[[ Records for processing open ]]

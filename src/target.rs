//! Target specs: the fixed list of platforms a release run compiles for,
//! plus the naming metadata for each platform's output artifact.

/// A platform the builder compiles for.
#[derive(Debug, Clone, PartialEq, Eq)]
pub struct TargetSpec {
    /// Rust target triple passed to the toolchain.
    pub triple: &'static str,
    /// Platform tag used to name the output artifact.
    pub suffix: &'static str,
    /// Empty, or ".exe" for Windows targets.
    pub binary_extension: &'static str,
}

impl TargetSpec {
    /// File name of the distributed artifact: `{binary_name}-{suffix}{extension}`.
    pub fn artifact_file_name(&self, binary_name: &str) -> String {
        format!("{}-{}{}", binary_name, self.suffix, self.binary_extension)
    }

    /// File name of the binary as the toolchain produces it.
    pub fn built_file_name(&self, binary_name: &str) -> String {
        format!("{}{}", binary_name, self.binary_extension)
    }
}

/// The platforms a release run builds, in the order they are built.
pub const DEFAULT_TARGETS: &[TargetSpec] = &[
    TargetSpec {
        triple: "aarch64-apple-darwin",
        suffix: "macos-arm64",
        binary_extension: "",
    },
    TargetSpec {
        triple: "x86_64-pc-windows-gnu",
        suffix: "windows-x86_64",
        binary_extension: ".exe",
    },
    TargetSpec {
        triple: "x86_64-unknown-linux-gnu",
        suffix: "linux-x86_64",
        binary_extension: "",
    },
];
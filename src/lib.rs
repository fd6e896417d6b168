pub mod builder;
pub mod config;
pub mod runtime;
pub mod target;
pub mod toolchain;
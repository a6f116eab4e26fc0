pub mod poller;
pub mod submission;
pub mod types;

pub use poller::{JobPoller, PollEvent, PollTicket, PollUpdate};
pub use submission::JobSubmissionClient;
pub use types::{JobId, JobStatus, PollerState, SubmitOutcome};
use std::sync::Arc;
use tracing::{info, warn};

use stockbot_dashboard::config::Config;
use stockbot_dashboard::dashboard::DashboardController;
use stockbot_dashboard::logging;
use stockbot_dashboard::results::RunSummary;

#[tokio::main]
async fn main() -> eyre::Result<()> {
    let cfg = Arc::new(Config::load()?);
    logging::init_logging(env!("CARGO_BIN_NAME"))?;
    info!(backend_url = %cfg.backend_url, "Fetching latest backtest");

    let mut controller = DashboardController::new(cfg)?;
    controller.refresh().await?;

    let Some(chart) = controller.chart() else {
        info!("No backtests stored yet");
        return Ok(());
    };

    info!(
        runs = controller.runs().len(),
        points = chart.equity_points.len(),
        final_equity = ?chart.final_equity(),
        wins = chart.win_count,
        losses = chart.loss_count,
        excluded_points = chart.report.excluded_points(),
        "Latest backtest"
    );

    match &chart.summary {
        RunSummary::Reported(metrics) => {
            for (name, value) in metrics {
                info!(metric = %name, value = %value, "Reported metric");
            }
        }
        RunSummary::Derived(derived) => info!(
            total_pnl = derived.total_pnl,
            win_rate = derived.win_rate,
            trade_count = derived.trade_count,
            "Derived summary"
        ),
    }
    for mismatch in &chart.mismatches {
        warn!(mismatch = ?mismatch, "Reported summary disagrees with trades");
    }

    Ok(())
}
use serde_json::Value;
use std::cmp::Reverse;
use std::collections::HashSet;
use std::sync::Arc;
use tracing::{debug, info, instrument, warn};

use crate::backend::api_client::HISTORY_PATHS;
use crate::backend::BackendApi;
use crate::error::{DashboardError, Result};
use crate::results::RunRecord;

/// Reads past backtest runs from the backend's history store
#[derive(Debug, Clone)]
pub struct HistoryStoreClient {
    api: Arc<BackendApi>,
}

impl HistoryStoreClient {
    pub fn new(api: Arc<BackendApi>) -> Self {
        Self { api }
    }

    /// Most recent run, or `None` when the store is empty
    pub async fn fetch_latest(&self) -> Result<Option<RunRecord>> {
        Ok(self.fetch_runs().await?.into_iter().next())
    }

    /// All runs, most recent first
    #[instrument(skip(self))]
    pub async fn fetch_runs(&self) -> Result<Vec<RunRecord>> {
        for path in HISTORY_PATHS {
            let response = self.api.get(path).await?;
            if response.is_not_found() {
                debug!(path = %path, "History endpoint not served, trying next");
                continue;
            }

            let http_status = response.status;
            let body = response.body.unwrap_or(Value::Null);
            let discriminator = body.get("status").and_then(Value::as_str);
            if !http_status.is_success() || discriminator != Some("ok") {
                let detail = body
                    .get("detail")
                    .or_else(|| body.get("error"))
                    .or_else(|| body.get("message"))
                    .and_then(Value::as_str)
                    .map(str::to_string)
                    .unwrap_or_else(|| format!("Could not load run history (HTTP {})", http_status.as_u16()));
                warn!(path = %path, status = ?discriminator, detail = %detail, "History request rejected");
                return Err(DashboardError::BackendRejection(detail));
            }

            let records = match body.get("data") {
                Some(Value::Array(items)) => collect_records(items.iter().cloned()),
                Some(Value::Null) | None => Vec::new(),
                Some(single @ Value::Object(_)) => collect_records(std::iter::once(single.clone())),
                Some(other) => {
                    return Err(DashboardError::MalformedPayload {
                        endpoint: path.to_string(),
                        detail: format!("data is neither a list nor an object: {}", other),
                    });
                }
            };

            let records = order_most_recent_first(records);
            info!(path = %path, runs = records.len(), "Fetched run history");
            return Ok(records);
        }

        Err(DashboardError::MalformedPayload {
            endpoint: HISTORY_PATHS.join(" | "),
            detail: "no history endpoint served".to_string(),
        })
    }
}

fn collect_records(items: impl Iterator<Item = Value>) -> Vec<RunRecord> {
    items
        .enumerate()
        .filter_map(|(index, item)| {
            let record = RunRecord::from_value(item);
            if record.is_none() {
                warn!(index, "Skipping history entry that is not an object");
            }
            record
        })
        .collect()
}

/// Sort by parsed timestamp, newest first. Runs without a usable timestamp keep their backend
/// order after the timestamped ones; repeated timestamps keep only the first run.
pub fn order_most_recent_first(records: Vec<RunRecord>) -> Vec<RunRecord> {
    let mut seen = HashSet::new();
    let mut keyed: Vec<_> = records
        .into_iter()
        .filter_map(|record| {
            let at = record.parsed_timestamp();
            match at {
                Some(at) if !seen.insert(at) => {
                    debug!(timestamp = %at, "Dropping duplicate run");
                    None
                }
                _ => Some((at, record)),
            }
        })
        .collect();

    // Stable: untimestamped runs (None sorts last under Reverse) stay in backend order
    keyed.sort_by_key(|(at, _)| Reverse(*at));
    keyed.into_iter().map(|(_, record)| record).collect()
}
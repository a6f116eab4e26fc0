use chrono::{DateTime, NaiveDate, NaiveDateTime};
use serde_json::{Map, Value};

/// One way of locating a value inside a backend payload
#[derive(Debug, Clone, Copy, PartialEq, Eq)]
pub enum FieldSource {
    Named(&'static str),
    Index(usize), // Positional fallback for `[date, value]` pairs
}

impl FieldSource {
    /// Read this source from `value`; null counts as absent
    pub fn read<'a>(&self, value: &'a Value) -> Option<&'a Value> {
        let found = match self {
            FieldSource::Named(key) => value.as_object()?.get(*key),
            FieldSource::Index(index) => value.as_array()?.get(*index),
        };
        found.filter(|v| !v.is_null())
    }
}

/// Try each source in order and return the first hit
pub fn first_match<'a>(value: &'a Value, sources: &[FieldSource]) -> Option<&'a Value> {
    sources.iter().find_map(|source| source.read(value))
}

/// Same as [`first_match`] on an already-unwrapped object; positional sources never match
pub fn first_match_in<'a>(map: &'a Map<String, Value>, sources: &[FieldSource]) -> Option<&'a Value> {
    sources.iter().find_map(|source| match source {
        FieldSource::Named(key) => map.get(*key).filter(|v| !v.is_null()),
        FieldSource::Index(_) => None,
    })
}

use FieldSource::{Index, Named};

// -------------------- Run-level fields --------------------
pub const RUN_TIMESTAMP_FIELDS: &[FieldSource] = &[Named("timestamp"), Named("run_at"), Named("created_at")];
pub const RUN_STRATEGY_FIELDS: &[FieldSource] = &[Named("strategy"), Named("strategyId"), Named("strategy_id")];
pub const EQUITY_SERIES_FIELDS: &[FieldSource] = &[
    Named("equity_curve"),
    Named("equitySeries"),
    Named("equity_series"),
    Named("equity"),
];
pub const TRADES_FIELDS: &[FieldSource] = &[Named("trades"), Named("trade_log"), Named("tradeList")];
pub const SUMMARY_FIELDS: &[FieldSource] = &[
    Named("summary"),
    Named("summaryMetrics"),
    Named("summary_metrics"),
    Named("metrics"),
    Named("stats"),
];

// -------------------- Equity samples --------------------
pub const EQUITY_DATE_FIELDS: &[FieldSource] = &[
    Named("date"),
    Named("Date"),
    Named("datetime"),
    Named("timestamp"),
    Index(0),
];
pub const EQUITY_VALUE_FIELDS: &[FieldSource] = &[
    Named("portfolio_equity"),
    Named("equity"),
    Named("Equity"),
    Named("value"),
    Index(1),
];

// -------------------- Trades --------------------
pub const TRADE_PNL_FIELDS: &[FieldSource] = &[
    Named("PnL"),
    Named("pnl"),
    Named("profit"),
    Named("Profit"),
    Named("net_pnl"),
];
pub const TRADE_DATE_FIELDS: &[FieldSource] = &[Named("date"), Named("Date"), Named("exit_date")];
pub const TRADE_ACTION_FIELDS: &[FieldSource] = &[Named("action"), Named("Action"), Named("side"), Named("type")];
pub const TRADE_PRICE_FIELDS: &[FieldSource] = &[Named("price"), Named("Price"), Named("exit_price")];

// -------------------- Reported summary values --------------------
pub const REPORTED_WIN_RATE_FIELDS: &[FieldSource] = &[
    Named("win_rate"),
    Named("winRate"),
    Named("Win Rate"),
    Named("Win Rate [%]"),
    Named("win_rate_pct"),
];
pub const REPORTED_TRADE_COUNT_FIELDS: &[FieldSource] = &[
    Named("trade_count"),
    Named("tradeCount"),
    Named("total_trades"),
    Named("num_trades"),
    Named("# Trades"),
];

/// Numbers, or strings holding a finite number (thousands separators allowed)
pub fn coerce_number(value: &Value) -> Option<f64> {
    let number = match value {
        Value::Number(n) => n.as_f64()?,
        Value::String(s) => s.trim().replace(',', "").parse::<f64>().ok()?,
        _ => return None,
    };
    number.is_finite().then_some(number)
}

/// Strings as-is, numbers and booleans rendered
pub fn coerce_string(value: &Value) -> Option<String> {
    match value {
        Value::String(s) => Some(s.clone()),
        Value::Number(n) => Some(n.to_string()),
        Value::Bool(b) => Some(b.to_string()),
        _ => None,
    }
}

/// Parse a date-ish value into a sortable instant plus the label to display.
/// String labels are kept verbatim; epoch numbers render as `YYYY-MM-DD`.
pub fn parse_date(value: &Value) -> Option<(NaiveDateTime, String)> {
    match value {
        Value::String(s) => {
            let trimmed = s.trim();
            parse_date_str(trimmed).map(|at| (at, trimmed.to_string()))
        }
        Value::Number(n) => {
            let at = epoch_to_datetime(n.as_f64()?)?;
            Some((at, at.date().format("%Y-%m-%d").to_string()))
        }
        _ => None,
    }
}

fn parse_date_str(s: &str) -> Option<NaiveDateTime> {
    if let Ok(at) = DateTime::parse_from_rfc3339(s) {
        return Some(at.naive_utc());
    }
    for format in ["%Y-%m-%dT%H:%M:%S%.f", "%Y-%m-%d %H:%M:%S%.f", "%Y-%m-%dT%H:%M:%S", "%Y-%m-%d %H:%M:%S"] {
        if let Ok(at) = NaiveDateTime::parse_from_str(s, format) {
            return Some(at);
        }
    }
    NaiveDate::parse_from_str(s, "%Y-%m-%d")
        .ok()
        .and_then(|d| d.and_hms_opt(0, 0, 0))
}

// Values at or above 1e11 are treated as milliseconds (pandas' default JSON date unit)
fn epoch_to_datetime(raw: f64) -> Option<NaiveDateTime> {
    if !raw.is_finite() {
        return None;
    }
    let millis = if raw.abs() >= 1e11 { raw } else { raw * 1000.0 };
    DateTime::from_timestamp_millis(millis as i64).map(|at| at.naive_utc())
}
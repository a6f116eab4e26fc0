use chrono::NaiveDate;
use eyre::WrapErr;
use std::env;
use std::sync::Arc;
use tokio::signal;
use tracing::{error, info, instrument, warn};

use stockbot_dashboard::backend::RunRequest;
use stockbot_dashboard::config::Config;
use stockbot_dashboard::dashboard::{DashboardController, ViewState};
use stockbot_dashboard::logging;

#[instrument(name = "stockbot_dashboard_main")]
#[tokio::main]
async fn main() -> eyre::Result<()> {
    // Load configuration first, it also reads .env
    let cfg = Arc::new(Config::load()?);

    // Initialize logging
    if let Err(e) = logging::init_logging(env!("CARGO_BIN_NAME")) {
        eprintln!("Failed to initialize logging: {}", e);
        return Err(e);
    }
    info!(backend_url = %cfg.backend_url, poll_interval = ?cfg.poll_interval, "Configuration loaded and logging initialized");

    let request = run_request_from_env(&cfg)?;
    let mut controller = DashboardController::new(cfg.clone())?;

    // Without a token the backend refuses runs; point the user at the login page instead
    if !controller.check_auth().await? {
        match controller.request_login().await {
            Ok(login_url) => warn!(login_url = %login_url, "No valid Kite token, log in and re-run"),
            Err(e) => error!(error = %e, "No valid Kite token and no login URL available"),
        }
        return Ok(());
    }

    controller.submit(request).await?;

    let interrupted = tokio::select! {
        result = controller.wait_for_job() => {
            if let Err(e) = result {
                warn!(error = %e, "Could not refresh history after the run");
            }
            false
        }
        _ = signal::ctrl_c() => true,
    };
    if interrupted {
        info!("Interrupted, stopping job polling");
        controller.teardown();
    }

    match (controller.view(), controller.chart()) {
        (ViewState::Ready, Some(chart)) => info!(
            points = chart.equity_points.len(),
            final_equity = ?chart.final_equity(),
            trades = chart.trade_count(),
            wins = chart.win_count,
            losses = chart.loss_count,
            win_rate = chart.win_rate(),
            consistent = chart.is_consistent(),
            "Backtest result ready"
        ),
        (ViewState::Error(message), _) => error!(error = %message, "Backtest did not complete"),
        (view, _) => info!(view = %view, status = ?controller.status_message(), "Dashboard stopped"),
    }

    Ok(())
}

fn run_request_from_env(cfg: &Config) -> eyre::Result<RunRequest> {
    let strategy = env::var("STRATEGY").unwrap_or_else(|_| "swing".to_string());
    let start_date = env_date("START_DATE")?;
    let end_date = env_date("END_DATE")?;
    if end_date < start_date {
        eyre::bail!("END_DATE {} is before START_DATE {}", end_date, start_date);
    }
    Ok(RunRequest::new(strategy, start_date, end_date, cfg))
}

fn env_date(key: &str) -> eyre::Result<NaiveDate> {
    let raw = env::var(key).wrap_err_with(|| format!("{} must be set (YYYY-MM-DD)", key))?;
    NaiveDate::parse_from_str(raw.trim(), "%Y-%m-%d").wrap_err_with(|| format!("Invalid {}: {}", key, raw))
}
use chrono::NaiveDateTime;
use serde_json::{Map, Value};
use tracing::{debug, warn};

use super::extract::{
    self, coerce_number, first_match, EQUITY_DATE_FIELDS, EQUITY_VALUE_FIELDS, REPORTED_TRADE_COUNT_FIELDS,
    REPORTED_WIN_RATE_FIELDS, TRADE_ACTION_FIELDS, TRADE_DATE_FIELDS, TRADE_PNL_FIELDS, TRADE_PRICE_FIELDS,
};
use super::types::{
    ChartModel, DerivedSummary, EquityPoint, NormalizationReport, RunRecord, RunSummary, SummaryMismatch,
    TradeEvent, TradeOutcome,
};

/// Allowed gap between a reported win rate and the one derived from trades (fraction, absorbs rounding)
pub const WIN_RATE_TOLERANCE: f64 = 0.005;

/// Convert a backend run into the chart model. Pure: malformed pieces are counted, never raised.
pub fn normalize(record: &RunRecord) -> ChartModel {
    let mut report = NormalizationReport::default();

    let equity_points = extract_equity_points(record.equity_series(), &mut report);

    let trades = trade_events(record);
    let win_count = trades.iter().filter(|t| t.outcome == TradeOutcome::Win).count();
    let loss_count = trades.len() - win_count;
    report.unparseable_pnl = trades.iter().filter(|t| t.pnl.is_none()).count();

    let derived = derive_summary(&trades);
    let (summary, mismatches) = match record.summary_metrics() {
        Some(reported) => {
            let mismatches = check_reported_summary(reported, &derived);
            (RunSummary::Reported(reported.clone()), mismatches)
        }
        None => (RunSummary::Derived(derived), Vec::new()),
    };

    if !mismatches.is_empty() {
        warn!(
            strategy = ?record.strategy_id(),
            mismatches = ?mismatches,
            "Reported run summary disagrees with trade list"
        );
    }
    if report != NormalizationReport::default() {
        debug!(report = ?report, "Run normalized with excluded values");
    }

    ChartModel {
        equity_points,
        win_count,
        loss_count,
        summary,
        mismatches,
        report,
    }
}

/// Win/loss rule shared by every count in the crate: only a strictly positive PnL is a win
pub fn classify_pnl(pnl: Option<f64>) -> TradeOutcome {
    match pnl {
        Some(value) if value > 0.0 => TradeOutcome::Win,
        _ => TradeOutcome::Loss,
    }
}

/// Resolve every trade of a run. Non-object entries still count, as losses with no fields.
pub fn trade_events(record: &RunRecord) -> Vec<TradeEvent> {
    record
        .trades()
        .iter()
        .map(|trade| {
            let pnl = first_match(trade, TRADE_PNL_FIELDS).and_then(coerce_number);
            TradeEvent {
                date: first_match(trade, TRADE_DATE_FIELDS).and_then(extract::coerce_string),
                action: first_match(trade, TRADE_ACTION_FIELDS).and_then(extract::coerce_string),
                price: first_match(trade, TRADE_PRICE_FIELDS).and_then(coerce_number),
                pnl,
                outcome: classify_pnl(pnl),
            }
        })
        .collect()
}

pub fn derive_summary(trades: &[TradeEvent]) -> DerivedSummary {
    let wins = trades.iter().filter(|t| t.outcome == TradeOutcome::Win).count();
    DerivedSummary {
        total_pnl: trades.iter().filter_map(|t| t.pnl).sum(),
        win_rate: if trades.is_empty() { 0.0 } else { wins as f64 / trades.len() as f64 },
        trade_count: trades.len(),
    }
}

// ==================== Helper/Private methods ====================

fn extract_equity_points(series: Option<&Value>, report: &mut NormalizationReport) -> Vec<EquityPoint> {
    let samples = equity_samples(series);

    let mut dated: Vec<(NaiveDateTime, EquityPoint)> = Vec::with_capacity(samples.len());
    for (date, equity) in samples {
        let Some(equity) = equity.as_ref().and_then(coerce_number) else {
            report.unparseable_equity += 1;
            continue;
        };
        let Some((at, label)) = date.as_ref().and_then(extract::parse_date) else {
            report.unparseable_dates += 1;
            continue;
        };
        dated.push((at, EquityPoint { date: label, equity }));
    }

    // Stable sort, then keep the last sample received for any repeated date
    dated.sort_by_key(|(at, _)| *at);
    let mut points: Vec<(NaiveDateTime, EquityPoint)> = Vec::with_capacity(dated.len());
    for (at, point) in dated {
        match points.last_mut() {
            Some(last) if last.0 == at => {
                *last = (at, point);
                report.duplicate_dates += 1;
            }
            _ => points.push((at, point)),
        }
    }

    points.into_iter().map(|(_, point)| point).collect()
}

/// Flatten the supported series layouts into raw (date, equity) candidates:
/// a list of records or pairs, a column map (`{"date": [...], "equity": [...]}`),
/// or a date-keyed map (`{"2024-01-01": 100.0}`).
fn equity_samples(series: Option<&Value>) -> Vec<(Option<Value>, Option<Value>)> {
    match series {
        Some(Value::Array(items)) => items
            .iter()
            .map(|sample| {
                (
                    first_match(sample, EQUITY_DATE_FIELDS).cloned(),
                    first_match(sample, EQUITY_VALUE_FIELDS).cloned(),
                )
            })
            .collect(),
        Some(Value::Object(columns)) => {
            let dates = extract::first_match_in(columns, EQUITY_DATE_FIELDS).and_then(Value::as_array);
            let values = extract::first_match_in(columns, EQUITY_VALUE_FIELDS).and_then(Value::as_array);
            match (dates, values) {
                (Some(dates), Some(values)) => {
                    let len = dates.len().max(values.len());
                    (0..len)
                        .map(|i| (dates.get(i).cloned(), values.get(i).cloned()))
                        .collect()
                }
                _ => columns
                    .iter()
                    .map(|(date, equity)| (Some(Value::String(date.clone())), Some(equity.clone())))
                    .collect(),
            }
        }
        Some(other) => {
            warn!(series = ?other, "Equity series is neither a list nor a map, ignoring");
            Vec::new()
        }
        None => Vec::new(),
    }
}

fn check_reported_summary(reported: &Map<String, Value>, derived: &DerivedSummary) -> Vec<SummaryMismatch> {
    let mut mismatches = Vec::new();

    if let Some(reported_rate) = extract::first_match_in(reported, REPORTED_WIN_RATE_FIELDS).and_then(coerce_number) {
        // Backends report either a fraction or a percentage
        let as_fraction = if reported_rate > 1.0 { reported_rate / 100.0 } else { reported_rate };
        if (as_fraction - derived.win_rate).abs() > WIN_RATE_TOLERANCE {
            mismatches.push(SummaryMismatch::WinRate {
                reported: reported_rate,
                derived: derived.win_rate,
            });
        }
    }

    if let Some(reported_count) = extract::first_match_in(reported, REPORTED_TRADE_COUNT_FIELDS).and_then(coerce_number) {
        if reported_count >= 0.0 && reported_count.fract() == 0.0 && reported_count as usize != derived.trade_count {
            mismatches.push(SummaryMismatch::TradeCount {
                reported: reported_count as u64,
                derived: derived.trade_count,
            });
        }
    }

    mismatches
}
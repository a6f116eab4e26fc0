use chrono::NaiveDateTime;
use serde::{Deserialize, Serialize};
use serde_json::{Map, Value};

use super::extract::{
    self, EQUITY_SERIES_FIELDS, RUN_STRATEGY_FIELDS, RUN_TIMESTAMP_FIELDS, SUMMARY_FIELDS, TRADES_FIELDS,
};

/// A backtest run as returned by the backend. The shape is not under our control, so fields are
/// resolved lazily through the extraction strategies in [`extract`].
#[derive(Debug, Clone, PartialEq, Serialize)]
#[serde(transparent)]
pub struct RunRecord {
    fields: Map<String, Value>,
}

impl RunRecord {
    /// Accept any JSON object; anything else is not a run
    pub fn from_value(value: Value) -> Option<Self> {
        match value {
            Value::Object(fields) => Some(Self { fields }),
            _ => None,
        }
    }

    pub fn as_map(&self) -> &Map<String, Value> {
        &self.fields
    }

    pub fn timestamp(&self) -> Option<&Value> {
        extract::first_match_in(&self.fields, RUN_TIMESTAMP_FIELDS)
    }

    /// Ordering key; `None` when missing or unparseable
    pub fn parsed_timestamp(&self) -> Option<NaiveDateTime> {
        self.timestamp().and_then(extract::parse_date).map(|(at, _)| at)
    }

    pub fn strategy_id(&self) -> Option<String> {
        extract::first_match_in(&self.fields, RUN_STRATEGY_FIELDS).and_then(extract::coerce_string)
    }

    pub fn equity_series(&self) -> Option<&Value> {
        extract::first_match_in(&self.fields, EQUITY_SERIES_FIELDS)
    }

    /// Trade events; empty when missing or not a list
    pub fn trades(&self) -> &[Value] {
        extract::first_match_in(&self.fields, TRADES_FIELDS)
            .and_then(Value::as_array)
            .map(Vec::as_slice)
            .unwrap_or(&[])
    }

    pub fn summary_metrics(&self) -> Option<&Map<String, Value>> {
        extract::first_match_in(&self.fields, SUMMARY_FIELDS).and_then(Value::as_object)
    }

    /// Whether a payload carries run content (an equity series or trades)
    pub fn looks_like_run(value: &Value) -> bool {
        extract::first_match(value, EQUITY_SERIES_FIELDS).is_some()
            || extract::first_match(value, TRADES_FIELDS).is_some()
    }
}

#[derive(Debug, Clone, PartialEq, Serialize, Deserialize)]
pub struct EquityPoint {
    pub date: String,
    pub equity: f64,
}

#[derive(Debug, Clone, Copy, PartialEq, Eq, Serialize, Deserialize)]
#[serde(rename_all = "lowercase")]
pub enum TradeOutcome {
    Win,
    Loss,
}

/// A trade with its fields resolved; `pnl` is `None` when missing or unparseable
#[derive(Debug, Clone, PartialEq, Serialize)]
pub struct TradeEvent {
    pub date: Option<String>,
    pub action: Option<String>,
    pub price: Option<f64>,
    pub pnl: Option<f64>,
    pub outcome: TradeOutcome,
}

#[derive(Debug, Clone, PartialEq, Serialize)]
pub struct DerivedSummary {
    pub total_pnl: f64,
    pub win_rate: f64, // Fraction in [0, 1]
    pub trade_count: usize,
}

/// Aggregates shown next to the charts
#[derive(Debug, Clone, PartialEq, Serialize)]
#[serde(tag = "source", content = "values", rename_all = "lowercase")]
pub enum RunSummary {
    Reported(Map<String, Value>), // Verbatim from the backend
    Derived(DerivedSummary),
}

/// A reported aggregate that disagrees with what the trade list says
#[derive(Debug, Clone, PartialEq, Serialize)]
pub enum SummaryMismatch {
    WinRate { reported: f64, derived: f64 },
    TradeCount { reported: u64, derived: usize },
}

/// What the normalizer had to leave out
#[derive(Debug, Clone, Default, PartialEq, Eq, Serialize)]
pub struct NormalizationReport {
    pub unparseable_equity: usize,
    pub unparseable_dates: usize,
    pub duplicate_dates: usize,
    pub unparseable_pnl: usize,
}

impl NormalizationReport {
    pub fn excluded_points(&self) -> usize {
        self.unparseable_equity + self.unparseable_dates + self.duplicate_dates
    }
}

/// Chart-ready view of one run
#[derive(Debug, Clone, PartialEq, Serialize)]
pub struct ChartModel {
    pub equity_points: Vec<EquityPoint>,
    pub win_count: usize,
    pub loss_count: usize,
    pub summary: RunSummary,
    pub mismatches: Vec<SummaryMismatch>,
    pub report: NormalizationReport,
}

impl ChartModel {
    pub fn trade_count(&self) -> usize {
        self.win_count + self.loss_count
    }

    pub fn win_rate(&self) -> f64 {
        match self.trade_count() {
            0 => 0.0,
            n => self.win_count as f64 / n as f64,
        }
    }

    pub fn is_consistent(&self) -> bool {
        self.mismatches.is_empty()
    }

    pub fn final_equity(&self) -> Option<f64> {
        self.equity_points.last().map(|p| p.equity)
    }
}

[[ Records for processing closed ]]

Take every line from the records above that has the word "only" and copy it.

/// order after the timestamped ones; repeated timestamps keep only the first run.
/// Win/loss rule shared by every count in the crate: only a strictly positive PnL is a win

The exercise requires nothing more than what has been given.